(Task objective):
Please find the lines in the entries below that contain the word "CacheEntry", and copy each one.

%%

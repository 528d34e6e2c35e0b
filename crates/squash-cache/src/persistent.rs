//! File-backed cache store
//!
//! Entries are kept in memory during a pass and written to a single
//! bincode file by [`FileCacheStore::save`]. Expired entries are dropped on
//! load and whenever the store grows past its entry limit.

use crate::{CacheKey, CacheStore, CachedOutput, LazyContentTag};
use async_trait::async_trait;
use parking_lot::Mutex;
use serde::{Deserialize, Serialize};
use squash_types::{Error, Result};
use std::collections::HashMap;
use std::path::{Path, PathBuf};
use std::time::{Duration, SystemTime};
use tokio::fs;
use tracing::{debug, info};

/// Persisted cache entry
#[derive(Debug, Clone, Serialize, Deserialize)]
pub struct CacheEntry {
    /// Content tag of the asset the value was computed from
    pub tag: String,
    /// Cached result
    pub value: CachedOutput,
    /// When this entry was cached
    pub cached_at: SystemTime,
    /// Number of times this entry has been returned
    pub access_count: u64,
}

impl CacheEntry {
    /// Create a new entry stamped with the current time
    pub fn new(tag: String, value: CachedOutput) -> Self {
        Self {
            tag,
            value,
            cached_at: SystemTime::now(),
            access_count: 0,
        }
    }

    /// Age of the entry
    pub fn age(&self) -> Duration {
        SystemTime::now()
            .duration_since(self.cached_at)
            .unwrap_or_default()
    }
}

/// Configuration for [`FileCacheStore`]
#[derive(Debug, Clone, Serialize, Deserialize)]
pub struct CacheConfig {
    /// Cache file path
    pub cache_file: PathBuf,
    /// Maximum number of entries to keep
    pub max_entries: usize,
    /// Maximum age for entries
    pub max_age: Duration,
}

impl CacheConfig {
    /// Default configuration writing to `cache_file`
    pub fn at(cache_file: impl Into<PathBuf>) -> Self {
        Self {
            cache_file: cache_file.into(),
            ..Self::default()
        }
    }
}

impl Default for CacheConfig {
    fn default() -> Self {
        Self {
            cache_file: PathBuf::from(".squash-cache"),
            max_entries: 10_000,
            max_age: Duration::from_secs(30 * 24 * 60 * 60), // 30 days
        }
    }
}

#[derive(Debug, Default)]
struct State {
    entries: HashMap<String, CacheEntry>,
    dirty: bool,
}

/// Cache store persisted to a file between runs
#[derive(Debug)]
pub struct FileCacheStore {
    config: CacheConfig,
    state: Mutex<State>,
}

/// Statistics for a [`FileCacheStore`]
#[derive(Debug, Clone)]
pub struct CacheStats {
    /// Total number of entries
    pub total_entries: usize,
    /// Total compressed bytes held
    pub total_size: u64,
    /// Average access count per entry
    pub avg_access_count: f64,
}

impl FileCacheStore {
    /// Open a store, loading the cache file if it exists
    pub async fn open(config: CacheConfig) -> Result<Self> {
        let entries = load_entries(&config.cache_file, config.max_age).await?;
        Ok(Self {
            config,
            state: Mutex::new(State {
                entries,
                dirty: false,
            }),
        })
    }

    /// The cache file this store persists to
    pub fn path(&self) -> &Path {
        &self.config.cache_file
    }

    /// Number of entries held
    pub fn len(&self) -> usize {
        self.state.lock().entries.len()
    }

    /// Check if the store holds no entries
    pub fn is_empty(&self) -> bool {
        self.len() == 0
    }

    /// Clear all entries
    pub fn clear(&self) {
        let mut state = self.state.lock();
        state.entries.clear();
        state.dirty = true;
        info!("Cleared compression cache");
    }

    /// Get cache statistics
    pub fn stats(&self) -> CacheStats {
        let state = self.state.lock();
        let total_entries = state.entries.len();
        let total_size = state
            .entries
            .values()
            .map(|entry| entry.value.compressed.len() as u64)
            .sum();
        let avg_access_count = if total_entries > 0 {
            state
                .entries
                .values()
                .map(|entry| entry.access_count)
                .sum::<u64>() as f64
                / total_entries as f64
        } else {
            0.0
        };

        CacheStats {
            total_entries,
            total_size,
            avg_access_count,
        }
    }

    /// Write the entries to disk if anything changed since the last save
    pub async fn save(&self) -> Result<()> {
        let (data, count) = {
            let mut state = self.state.lock();
            if !state.dirty {
                return Ok(());
            }
            let data = bincode::serde::encode_to_vec(&state.entries, bincode::config::standard())
                .map_err(|e| Error::cache(format!("Failed to serialize cache: {}", e)))?;
            state.dirty = false;
            (data, state.entries.len())
        };

        if let Some(parent) = self.config.cache_file.parent() {
            if !parent.as_os_str().is_empty() {
                fs::create_dir_all(parent).await.map_err(|e| Error::Io {
                    message: format!(
                        "Failed to create cache directory '{}': {}",
                        parent.display(),
                        e
                    ),
                })?;
            }
        }

        if let Err(e) = fs::write(&self.config.cache_file, data).await {
            self.state.lock().dirty = true;
            return Err(Error::Io {
                message: format!(
                    "Failed to write cache file '{}': {}",
                    self.config.cache_file.display(),
                    e
                ),
            });
        }

        debug!("Saved cache to disk with {} entries", count);
        Ok(())
    }

    /// Remove expired entries, then the least used ones beyond the limit
    fn cleanup_old_entries(&self, state: &mut State) {
        let initial_count = state.entries.len();
        let max_age = self.config.max_age;

        state.entries.retain(|_, entry| entry.age() <= max_age);

        if state.entries.len() > self.config.max_entries {
            let mut entries: Vec<_> = state.entries.drain().collect();

            // Most used first, newest first among equals
            entries.sort_by(|a, b| {
                b.1.access_count
                    .cmp(&a.1.access_count)
                    .then_with(|| b.1.cached_at.cmp(&a.1.cached_at))
            });

            entries.truncate(self.config.max_entries);
            state.entries = entries.into_iter().collect();
        }

        let removed_count = initial_count - state.entries.len();
        if removed_count > 0 {
            info!("Cleaned up {} old cache entries", removed_count);
            state.dirty = true;
        }
    }
}

async fn load_entries(path: &Path, max_age: Duration) -> Result<HashMap<String, CacheEntry>> {
    if !fs::try_exists(path).await.unwrap_or(false) {
        debug!("Cache file does not exist, starting with empty cache");
        return Ok(HashMap::new());
    }

    let data = fs::read(path).await.map_err(|e| Error::Io {
        message: format!("Failed to read cache file '{}': {}", path.display(), e),
    })?;

    let (entries, _): (HashMap<String, CacheEntry>, usize) =
        bincode::serde::decode_from_slice(&data, bincode::config::standard())
            .map_err(|e| Error::cache(format!("Failed to deserialize cache: {}", e)))?;

    let valid_entries: HashMap<String, CacheEntry> = entries
        .into_iter()
        .filter(|(_, entry)| entry.age() <= max_age)
        .collect();

    info!("Loaded {} cache entries from disk", valid_entries.len());
    Ok(valid_entries)
}

#[async_trait]
impl CacheStore for FileCacheStore {
    async fn get(&self, key: &CacheKey, tag: &LazyContentTag) -> Result<Option<CachedOutput>> {
        let mut state = self.state.lock();
        let Some(entry) = state.entries.get_mut(key.as_str()) else {
            debug!("Cache miss for {}", key);
            return Ok(None);
        };

        if entry.tag == tag.get() {
            entry.access_count += 1;
            debug!("Cache hit for {}", key);
            return Ok(Some(entry.value.clone()));
        }

        state.entries.remove(key.as_str());
        state.dirty = true;
        debug!("Cache entry outdated for {}", key);
        Ok(None)
    }

    async fn store(
        &self,
        key: &CacheKey,
        tag: &LazyContentTag,
        value: CachedOutput,
    ) -> Result<()> {
        let entry = CacheEntry::new(tag.get().to_string(), value);
        let mut state = self.state.lock();
        state.entries.insert(key.as_str().to_string(), entry);
        state.dirty = true;

        if state.entries.len() > self.config.max_entries {
            self.cleanup_old_entries(&mut state);
        }
        Ok(())
    }
}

%%

(The completed task):
pub struct CacheEntry {
impl CacheEntry {
    entries: HashMap<String, CacheEntry>,
async fn load_entries(path: &Path, max_age: Duration) -> Result<HashMap<String, CacheEntry>> {
    let (entries, _): (HashMap<String, CacheEntry>, usize) =
    let valid_entries: HashMap<String, CacheEntry> = entries
        let entry = CacheEntry::new(tag.get().to_string(), value);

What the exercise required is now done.